• _Data to process_:
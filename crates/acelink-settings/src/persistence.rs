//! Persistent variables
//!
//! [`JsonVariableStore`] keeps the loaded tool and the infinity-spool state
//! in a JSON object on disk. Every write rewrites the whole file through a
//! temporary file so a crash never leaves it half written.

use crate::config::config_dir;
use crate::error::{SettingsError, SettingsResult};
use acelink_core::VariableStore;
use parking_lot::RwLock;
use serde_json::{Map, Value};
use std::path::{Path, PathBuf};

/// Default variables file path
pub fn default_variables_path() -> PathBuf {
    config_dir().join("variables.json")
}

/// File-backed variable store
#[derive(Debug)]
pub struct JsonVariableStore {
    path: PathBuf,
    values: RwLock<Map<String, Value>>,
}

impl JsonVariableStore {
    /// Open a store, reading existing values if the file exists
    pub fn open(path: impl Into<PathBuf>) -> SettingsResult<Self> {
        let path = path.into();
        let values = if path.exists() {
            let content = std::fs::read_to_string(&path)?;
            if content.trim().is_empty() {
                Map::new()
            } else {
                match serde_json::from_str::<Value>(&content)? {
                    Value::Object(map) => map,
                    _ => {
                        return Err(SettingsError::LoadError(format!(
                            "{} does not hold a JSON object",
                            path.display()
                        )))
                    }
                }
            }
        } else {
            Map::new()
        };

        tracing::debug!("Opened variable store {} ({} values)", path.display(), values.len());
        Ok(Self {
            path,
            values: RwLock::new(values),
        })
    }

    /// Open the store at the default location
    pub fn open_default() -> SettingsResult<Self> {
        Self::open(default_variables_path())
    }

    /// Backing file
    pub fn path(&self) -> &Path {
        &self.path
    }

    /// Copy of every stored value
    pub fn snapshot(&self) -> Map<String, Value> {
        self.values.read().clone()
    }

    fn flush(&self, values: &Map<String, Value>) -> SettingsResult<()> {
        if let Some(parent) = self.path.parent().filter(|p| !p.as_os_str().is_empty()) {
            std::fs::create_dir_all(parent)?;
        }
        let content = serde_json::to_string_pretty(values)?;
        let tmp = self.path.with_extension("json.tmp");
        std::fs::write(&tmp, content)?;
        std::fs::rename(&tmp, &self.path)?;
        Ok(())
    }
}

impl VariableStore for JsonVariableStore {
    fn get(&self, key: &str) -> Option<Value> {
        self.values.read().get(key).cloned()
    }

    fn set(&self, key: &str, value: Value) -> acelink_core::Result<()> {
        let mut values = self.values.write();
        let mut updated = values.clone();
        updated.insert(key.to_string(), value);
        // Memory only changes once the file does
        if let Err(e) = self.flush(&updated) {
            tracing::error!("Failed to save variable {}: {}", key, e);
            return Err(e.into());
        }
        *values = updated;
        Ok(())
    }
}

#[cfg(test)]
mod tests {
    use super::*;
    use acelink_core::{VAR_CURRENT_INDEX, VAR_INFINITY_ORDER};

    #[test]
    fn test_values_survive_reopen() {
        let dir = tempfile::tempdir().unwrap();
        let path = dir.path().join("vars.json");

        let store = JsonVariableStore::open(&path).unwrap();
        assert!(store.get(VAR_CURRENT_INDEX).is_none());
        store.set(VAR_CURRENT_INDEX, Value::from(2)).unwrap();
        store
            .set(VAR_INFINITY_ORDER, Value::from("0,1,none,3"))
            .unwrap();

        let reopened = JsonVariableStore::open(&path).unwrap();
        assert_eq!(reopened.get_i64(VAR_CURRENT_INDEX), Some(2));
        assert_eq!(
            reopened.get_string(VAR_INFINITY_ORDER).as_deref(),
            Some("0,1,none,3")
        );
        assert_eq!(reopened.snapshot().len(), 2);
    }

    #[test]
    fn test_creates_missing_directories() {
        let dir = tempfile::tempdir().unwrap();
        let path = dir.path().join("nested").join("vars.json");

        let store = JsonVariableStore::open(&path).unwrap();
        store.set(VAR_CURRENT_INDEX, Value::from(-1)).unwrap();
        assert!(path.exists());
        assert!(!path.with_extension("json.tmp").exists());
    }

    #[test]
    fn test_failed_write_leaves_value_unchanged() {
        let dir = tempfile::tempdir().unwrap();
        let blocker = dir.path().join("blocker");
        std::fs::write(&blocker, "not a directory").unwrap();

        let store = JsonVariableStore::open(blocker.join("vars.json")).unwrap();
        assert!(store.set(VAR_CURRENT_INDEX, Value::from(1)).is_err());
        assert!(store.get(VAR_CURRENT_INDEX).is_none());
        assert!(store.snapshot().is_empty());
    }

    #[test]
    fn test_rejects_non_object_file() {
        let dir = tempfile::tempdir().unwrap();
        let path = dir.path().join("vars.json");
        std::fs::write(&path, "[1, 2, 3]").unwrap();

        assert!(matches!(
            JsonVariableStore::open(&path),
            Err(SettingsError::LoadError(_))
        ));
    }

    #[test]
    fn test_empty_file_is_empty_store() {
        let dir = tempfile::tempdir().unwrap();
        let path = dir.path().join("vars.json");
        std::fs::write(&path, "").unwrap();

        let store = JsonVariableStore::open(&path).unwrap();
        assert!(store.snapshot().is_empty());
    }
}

• _Task description_: Every entry, from the first line to the last, should be retyped exactly.

• _Task solution_:
filename crates/acelink-settings/src/persistence.rs
//! Persistent variables
//!
//! [`JsonVariableStore`] keeps the loaded tool and the infinity-spool state
//! in a JSON object on disk. Every write rewrites the whole file through a
//! temporary file so a crash never leaves it half written.

use crate::config::config_dir;
use crate::error::{SettingsError, SettingsResult};
use acelink_core::VariableStore;
use parking_lot::RwLock;
use serde_json::{Map, Value};
use std::path::{Path, PathBuf};

/// Default variables file path
pub fn default_variables_path() -> PathBuf {
    config_dir().join("variables.json")
}

/// File-backed variable store
#[derive(Debug)]
pub struct JsonVariableStore {
    path: PathBuf,
    values: RwLock<Map<String, Value>>,
}

impl JsonVariableStore {
    /// Open a store, reading existing values if the file exists
    pub fn open(path: impl Into<PathBuf>) -> SettingsResult<Self> {
        let path = path.into();
        let values = if path.exists() {
            let content = std::fs::read_to_string(&path)?;
            if content.trim().is_empty() {
                Map::new()
            } else {
                match serde_json::from_str::<Value>(&content)? {
                    Value::Object(map) => map,
                    _ => {
                        return Err(SettingsError::LoadError(format!(
                            "{} does not hold a JSON object",
                            path.display()
                        )))
                    }
                }
            }
        } else {
            Map::new()
        };

        tracing::debug!("Opened variable store {} ({} values)", path.display(), values.len());
        Ok(Self {
            path,
            values: RwLock::new(values),
        })
    }

    /// Open the store at the default location
    pub fn open_default() -> SettingsResult<Self> {
        Self::open(default_variables_path())
    }

    /// Backing file
    pub fn path(&self) -> &Path {
        &self.path
    }

    /// Copy of every stored value
    pub fn snapshot(&self) -> Map<String, Value> {
        self.values.read().clone()
    }

    fn flush(&self, values: &Map<String, Value>) -> SettingsResult<()> {
        if let Some(parent) = self.path.parent().filter(|p| !p.as_os_str().is_empty()) {
            std::fs::create_dir_all(parent)?;
        }
        let content = serde_json::to_string_pretty(values)?;
        let tmp = self.path.with_extension("json.tmp");
        std::fs::write(&tmp, content)?;
        std::fs::rename(&tmp, &self.path)?;
        Ok(())
    }
}

impl VariableStore for JsonVariableStore {
    fn get(&self, key: &str) -> Option<Value> {
        self.values.read().get(key).cloned()
    }

    fn set(&self, key: &str, value: Value) -> acelink_core::Result<()> {
        let mut values = self.values.write();
        let mut updated = values.clone();
        updated.insert(key.to_string(), value);
        // Memory only changes once the file does
        if let Err(e) = self.flush(&updated) {
            tracing::error!("Failed to save variable {}: {}", key, e);
            return Err(e.into());
        }
        *values = updated;
        Ok(())
    }
}

#[cfg(test)]
mod tests {
    use super::*;
    use acelink_core::{VAR_CURRENT_INDEX, VAR_INFINITY_ORDER};

    #[test]
    fn test_values_survive_reopen() {
        let dir = tempfile::tempdir().unwrap();
        let path = dir.path().join("vars.json");

        let store = JsonVariableStore::open(&path).unwrap();
        assert!(store.get(VAR_CURRENT_INDEX).is_none());
        store.set(VAR_CURRENT_INDEX, Value::from(2)).unwrap();
        store
            .set(VAR_INFINITY_ORDER, Value::from("0,1,none,3"))
            .unwrap();

        let reopened = JsonVariableStore::open(&path).unwrap();
        assert_eq!(reopened.get_i64(VAR_CURRENT_INDEX), Some(2));
        assert_eq!(
            reopened.get_string(VAR_INFINITY_ORDER).as_deref(),
            Some("0,1,none,3")
        );
        assert_eq!(reopened.snapshot().len(), 2);
    }

    #[test]
    fn test_creates_missing_directories() {
        let dir = tempfile::tempdir().unwrap();
        let path = dir.path().join("nested").join("vars.json");

        let store = JsonVariableStore::open(&path).unwrap();
        store.set(VAR_CURRENT_INDEX, Value::from(-1)).unwrap();
        assert!(path.exists());
        assert!(!path.with_extension("json.tmp").exists());
    }

    #[test]
    fn test_failed_write_leaves_value_unchanged() {
        let dir = tempfile::tempdir().unwrap();
        let blocker = dir.path().join("blocker");
        std::fs::write(&blocker, "not a directory").unwrap();

        let store = JsonVariableStore::open(blocker.join("vars.json")).unwrap();
        assert!(store.set(VAR_CURRENT_INDEX, Value::from(1)).is_err());
        assert!(store.get(VAR_CURRENT_INDEX).is_none());
        assert!(store.snapshot().is_empty());
    }

    #[test]
    fn test_rejects_non_object_file() {
        let dir = tempfile::tempdir().unwrap();
        let path = dir.path().join("vars.json");
        std::fs::write(&path, "[1, 2, 3]").unwrap();

        assert!(matches!(
            JsonVariableStore::open(&path),
            Err(SettingsError::LoadError(_))
        ));
    }

    #[test]
    fn test_empty_file_is_empty_store() {
        let dir = tempfile::tempdir().unwrap();
        let path = dir.path().join("vars.json");
        std::fs::write(&path, "").unwrap();

        let store = JsonVariableStore::open(&path).unwrap();
        assert!(store.snapshot().is_empty());
    }
}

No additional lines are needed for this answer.